26No pudieron atraparlo en sus palabras delante del pueblo. Y asombrados por su respuesta, se quedaron callados. 27Se le acercaron algunos de los saduceos, los cuales niegan que haya resurrección. 28Le preguntaron: “Maestro, Moisés nos escribió que si el hermano de un hombre muere teniendo esposa y no deja hijos, su hermano debe casarse con la esposa y darle descendencia a su hermano. 29Hubo, pues, siete hermanos. El primero tomó una esposa y murió sin hijos. 30El segundo se casó con ella, y también murió sin hijos. 31El tercero se casó con ella, y así los siete murieron sin dejar descendencia. 32Finalmente murió también la mujer. 33Por lo tanto, en la resurrección, ¿de cuál de ellos será esposa?
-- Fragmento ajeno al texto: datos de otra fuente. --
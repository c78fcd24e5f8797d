//! Session roster and notification stream tracking
//!
//! Contexts and scheduled tasks are replaced wholesale on every poll
//! response; the backend is authoritative and complete for them. The
//! notification stream is append-only, gated on a strictly increasing
//! version so a stale or duplicate reply never re-appends items. A read
//! watermark provides the "unread" count without mutating the stream.

use crate::gateway::wire::PollResponse;
use crate::types::{ContextSummary, Notification, TaskSummary};

/// Holds the auxiliary collections riding along on each poll response.
#[derive(Debug, Default)]
pub struct Tracker {
    contexts: Vec<ContextSummary>,
    tasks: Vec<TaskSummary>,
    notifications: Vec<Notification>,
    notifications_version: Option<u64>,
    read_watermark: usize,
}

impl Tracker {
    pub fn new() -> Self {
        Self::default()
    }

    /// Absorb the auxiliary portion of one poll response.
    pub fn absorb(&mut self, response: &PollResponse) {
        self.contexts = response.contexts.clone();
        self.tasks = response.tasks.clone();

        if let Some(incoming) = response.notifications_version {
            let advanced = self
                .notifications_version
                .map_or(true, |current| incoming > current);
            if advanced {
                self.notifications
                    .extend(response.notifications.iter().cloned());
                self.notifications_version = Some(incoming);
            }
        }
    }

    pub fn contexts(&self) -> &[ContextSummary] {
        &self.contexts
    }

    pub fn tasks(&self) -> &[TaskSummary] {
        &self.tasks
    }

    pub fn notifications(&self) -> &[Notification] {
        &self.notifications
    }

    /// Version cursor echoed in the next poll request.
    pub fn version(&self) -> Option<u64> {
        self.notifications_version
    }

    /// Notifications that arrived since the last `mark_read`.
    pub fn unread_count(&self) -> usize {
        self.notifications.len().saturating_sub(self.read_watermark)
    }

    /// Move the read watermark to the end of the stream.
    pub fn mark_read(&mut self) {
        self.read_watermark = self.notifications.len();
    }
}

#[cfg(test)]
mod tests {
    use super::*;

    fn notification(title: &str) -> Notification {
        Notification {
            id: None,
            kind: None,
            title: Some(title.to_string()),
            message: None,
            extra: serde_json::Map::new(),
        }
    }

    fn context(id: &str) -> ContextSummary {
        ContextSummary {
            id: id.to_string(),
            name: None,
            created_at: None,
            updated_at: None,
            extra: serde_json::Map::new(),
        }
    }

    fn response(
        contexts: Vec<ContextSummary>,
        notifications: Vec<Notification>,
        version: Option<u64>,
    ) -> PollResponse {
        PollResponse {
            contexts,
            notifications,
            notifications_version: version,
            ..Default::default()
        }
    }

    #[test]
    fn test_contexts_replaced_wholesale() {
        let mut tracker = Tracker::new();

        tracker.absorb(&response(vec![context("a"), context("b")], vec![], None));
        assert_eq!(tracker.contexts().len(), 2);

        tracker.absorb(&response(vec![context("c")], vec![], None));
        assert_eq!(tracker.contexts().len(), 1);
        assert_eq!(tracker.contexts()[0].id, "c");
    }

    #[test]
    fn test_notifications_append_on_version_advance() {
        let mut tracker = Tracker::new();

        tracker.absorb(&response(vec![], vec![notification("one")], Some(1)));
        tracker.absorb(&response(vec![], vec![notification("two")], Some(2)));

        assert_eq!(tracker.notifications().len(), 2);
        assert_eq!(tracker.version(), Some(2));
    }

    #[test]
    fn test_stale_notification_version_not_reappended() {
        let mut tracker = Tracker::new();

        tracker.absorb(&response(vec![], vec![notification("one")], Some(2)));
        // Duplicate delivery at the same version must not append again.
        tracker.absorb(&response(vec![], vec![notification("one")], Some(2)));
        tracker.absorb(&response(vec![], vec![notification("old")], Some(1)));

        assert_eq!(tracker.notifications().len(), 1);
        assert_eq!(tracker.version(), Some(2));
    }

    #[test]
    fn test_unread_watermark() {
        let mut tracker = Tracker::new();

        tracker.absorb(&response(vec![], vec![notification("one")], Some(1)));
        assert_eq!(tracker.unread_count(), 1);

        tracker.mark_read();
        assert_eq!(tracker.unread_count(), 0);

        tracker.absorb(&response(vec![], vec![notification("two")], Some(2)));
        assert_eq!(tracker.unread_count(), 1);
    }
}
//! Binary crate for the `aqi` command-line tool.
//!
//! This crate focuses on:
//! - Parsing CLI arguments
//! - Interactive configuration
//! - Human-friendly output formatting

use clap::Parser;
use tracing_subscriber::EnvFilter;

mod cli;
mod report;

#[tokio::main]
async fn main() -> anyhow::Result<()> {
    tracing_subscriber::fmt()
        .with_env_filter(
            EnvFilter::try_from_default_env().unwrap_or_else(|_| EnvFilter::new("warn")),
        )
        .with_writer(std::io::stderr)
        .init();

    let cmd = cli::Cli::parse();
    cmd.run().await
}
Porque los siete estuvieron casados con ella”.
34Jesús les dijo: “Los hijos de este siglo se casan y se dan en matrimonio. 35Pero los que son considerados dignos de alcanzar aquel siglo y la resurrección de entre los muertos, ni se casan ni se dan en matrimonio. 36Porque ya no pueden morir, pues son como los ángeles y son hijos de Dios, al ser hijos de la resurrección. 37Pero que los muertos resucitan, el mismo Moisés lo demostró en el pasaje de la zarza, cuando llama al Señor ‘El Dios de Abraham, el Dios de Isaac y el Dios de Jacob’.+20:37 Éxodo 3:6 38Ahora bien, Dios no es Dios de muertos, sino de vivos, pues todos viven para él.”
39Algunos de los escribas respondieron: “Maestro, has hablado bien”. 40Y no se atrevieron a hacerle más preguntas.
41Les dijo: “¿Por qué dicen que el Cristo es hijo de David? 42Pues el mismo David dice en el libro de los Salmos:
‘Dijo el Señor a mi Señor:
Siéntate a mi derecha,
43hasta que haga de tus enemigos el estrado de tus pies’.+20:43 Salmo 110:1
44“Por lo tanto, David lo llama Señor; ¿cómo entonces es su hijo?”
45A la vista de todo el pueblo, dijo a sus discípulos: 46“Cuídense de esos escribas a quienes les gusta andar con ropas largas, y aman los saludos en las plazas, los lugares de honor en las sinagogas, y los mejores asientos en las fiestas; 47que devoran las casas de las viudas, y como pretexto hacen largas oraciones. Éstos recibirán una condena mayor”.